Top of Data records
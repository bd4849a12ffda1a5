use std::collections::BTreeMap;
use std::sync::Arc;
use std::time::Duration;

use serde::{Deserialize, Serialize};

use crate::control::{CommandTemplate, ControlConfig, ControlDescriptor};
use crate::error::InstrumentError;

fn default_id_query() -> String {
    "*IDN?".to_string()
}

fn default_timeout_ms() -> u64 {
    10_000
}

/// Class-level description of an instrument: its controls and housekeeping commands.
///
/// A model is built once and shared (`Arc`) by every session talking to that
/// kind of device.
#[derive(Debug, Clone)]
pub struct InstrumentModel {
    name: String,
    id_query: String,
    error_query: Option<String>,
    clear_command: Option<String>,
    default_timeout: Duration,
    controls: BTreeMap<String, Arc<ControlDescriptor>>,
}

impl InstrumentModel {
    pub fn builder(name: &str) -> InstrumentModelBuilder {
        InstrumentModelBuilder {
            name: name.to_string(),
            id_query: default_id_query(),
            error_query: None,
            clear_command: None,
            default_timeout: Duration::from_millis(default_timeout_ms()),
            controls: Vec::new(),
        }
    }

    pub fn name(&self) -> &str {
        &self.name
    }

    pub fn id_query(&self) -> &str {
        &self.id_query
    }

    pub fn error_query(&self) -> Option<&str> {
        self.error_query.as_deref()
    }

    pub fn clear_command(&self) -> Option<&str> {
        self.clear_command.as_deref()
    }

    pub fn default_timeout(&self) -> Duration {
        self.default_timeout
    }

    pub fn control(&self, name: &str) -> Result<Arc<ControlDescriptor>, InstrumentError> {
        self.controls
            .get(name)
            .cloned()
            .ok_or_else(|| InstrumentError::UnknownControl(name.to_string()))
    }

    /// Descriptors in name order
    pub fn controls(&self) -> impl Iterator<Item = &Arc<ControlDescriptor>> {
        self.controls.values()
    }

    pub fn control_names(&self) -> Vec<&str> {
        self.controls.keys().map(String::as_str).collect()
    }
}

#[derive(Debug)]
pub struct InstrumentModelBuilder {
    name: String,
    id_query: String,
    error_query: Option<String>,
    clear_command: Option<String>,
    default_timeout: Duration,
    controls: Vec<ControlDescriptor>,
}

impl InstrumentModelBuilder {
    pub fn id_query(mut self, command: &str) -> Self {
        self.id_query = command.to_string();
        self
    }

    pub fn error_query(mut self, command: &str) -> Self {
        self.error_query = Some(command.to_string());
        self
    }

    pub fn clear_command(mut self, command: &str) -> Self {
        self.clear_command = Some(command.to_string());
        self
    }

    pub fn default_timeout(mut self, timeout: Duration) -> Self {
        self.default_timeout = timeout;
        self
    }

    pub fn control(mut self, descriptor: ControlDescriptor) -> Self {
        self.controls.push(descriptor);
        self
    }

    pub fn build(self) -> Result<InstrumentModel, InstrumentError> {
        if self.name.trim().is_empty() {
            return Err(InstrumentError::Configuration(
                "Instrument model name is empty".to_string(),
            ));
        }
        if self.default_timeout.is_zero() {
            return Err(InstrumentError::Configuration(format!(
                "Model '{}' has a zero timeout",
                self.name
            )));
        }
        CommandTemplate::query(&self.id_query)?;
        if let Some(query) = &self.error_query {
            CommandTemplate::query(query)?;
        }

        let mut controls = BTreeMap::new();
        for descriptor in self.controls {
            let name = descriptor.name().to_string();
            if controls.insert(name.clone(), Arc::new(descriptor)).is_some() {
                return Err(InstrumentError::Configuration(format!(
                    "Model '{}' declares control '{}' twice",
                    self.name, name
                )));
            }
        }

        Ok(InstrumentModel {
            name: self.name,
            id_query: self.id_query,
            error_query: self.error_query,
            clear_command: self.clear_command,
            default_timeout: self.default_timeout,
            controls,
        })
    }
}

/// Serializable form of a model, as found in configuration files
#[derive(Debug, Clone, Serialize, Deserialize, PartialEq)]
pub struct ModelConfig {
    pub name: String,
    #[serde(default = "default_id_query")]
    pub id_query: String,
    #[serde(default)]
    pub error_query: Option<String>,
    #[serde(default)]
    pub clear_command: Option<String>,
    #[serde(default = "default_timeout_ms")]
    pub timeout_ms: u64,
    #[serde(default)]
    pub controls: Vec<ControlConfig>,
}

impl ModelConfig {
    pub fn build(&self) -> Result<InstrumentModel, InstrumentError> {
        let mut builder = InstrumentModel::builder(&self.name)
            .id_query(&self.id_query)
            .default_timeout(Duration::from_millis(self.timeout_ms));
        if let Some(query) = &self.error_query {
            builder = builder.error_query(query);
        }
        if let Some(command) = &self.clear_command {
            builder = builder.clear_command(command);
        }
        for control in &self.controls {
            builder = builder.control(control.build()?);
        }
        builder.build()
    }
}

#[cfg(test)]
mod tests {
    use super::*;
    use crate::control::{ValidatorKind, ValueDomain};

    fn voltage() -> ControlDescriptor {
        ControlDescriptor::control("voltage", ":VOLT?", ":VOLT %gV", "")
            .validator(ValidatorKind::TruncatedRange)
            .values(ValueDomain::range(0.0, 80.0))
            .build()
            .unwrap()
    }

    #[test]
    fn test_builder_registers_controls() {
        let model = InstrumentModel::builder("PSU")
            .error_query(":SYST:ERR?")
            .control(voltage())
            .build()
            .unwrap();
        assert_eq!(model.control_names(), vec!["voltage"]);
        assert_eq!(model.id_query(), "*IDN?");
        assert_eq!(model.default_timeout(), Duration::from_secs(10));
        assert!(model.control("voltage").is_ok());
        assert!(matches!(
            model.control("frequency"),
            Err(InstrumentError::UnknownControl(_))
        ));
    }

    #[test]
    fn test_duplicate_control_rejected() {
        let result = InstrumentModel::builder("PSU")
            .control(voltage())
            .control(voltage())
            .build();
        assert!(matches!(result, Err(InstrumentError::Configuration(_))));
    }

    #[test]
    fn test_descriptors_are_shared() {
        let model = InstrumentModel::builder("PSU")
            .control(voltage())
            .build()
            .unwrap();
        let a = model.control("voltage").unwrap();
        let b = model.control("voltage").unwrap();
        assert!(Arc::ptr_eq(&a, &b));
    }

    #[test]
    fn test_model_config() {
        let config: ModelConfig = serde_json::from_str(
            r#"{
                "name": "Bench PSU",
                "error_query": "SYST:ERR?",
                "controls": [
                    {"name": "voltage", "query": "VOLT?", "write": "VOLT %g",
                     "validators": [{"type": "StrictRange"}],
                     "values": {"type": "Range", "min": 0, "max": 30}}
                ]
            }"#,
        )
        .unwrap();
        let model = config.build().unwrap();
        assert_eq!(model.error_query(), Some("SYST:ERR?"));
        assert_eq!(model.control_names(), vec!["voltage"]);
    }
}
Bottom of Data records
▶ _Your goal_
Which lines above contain the word "struct"? List them.

▶ _Problem solution_
pub struct InstrumentModel {
pub struct InstrumentModelBuilder {
pub struct ModelConfig {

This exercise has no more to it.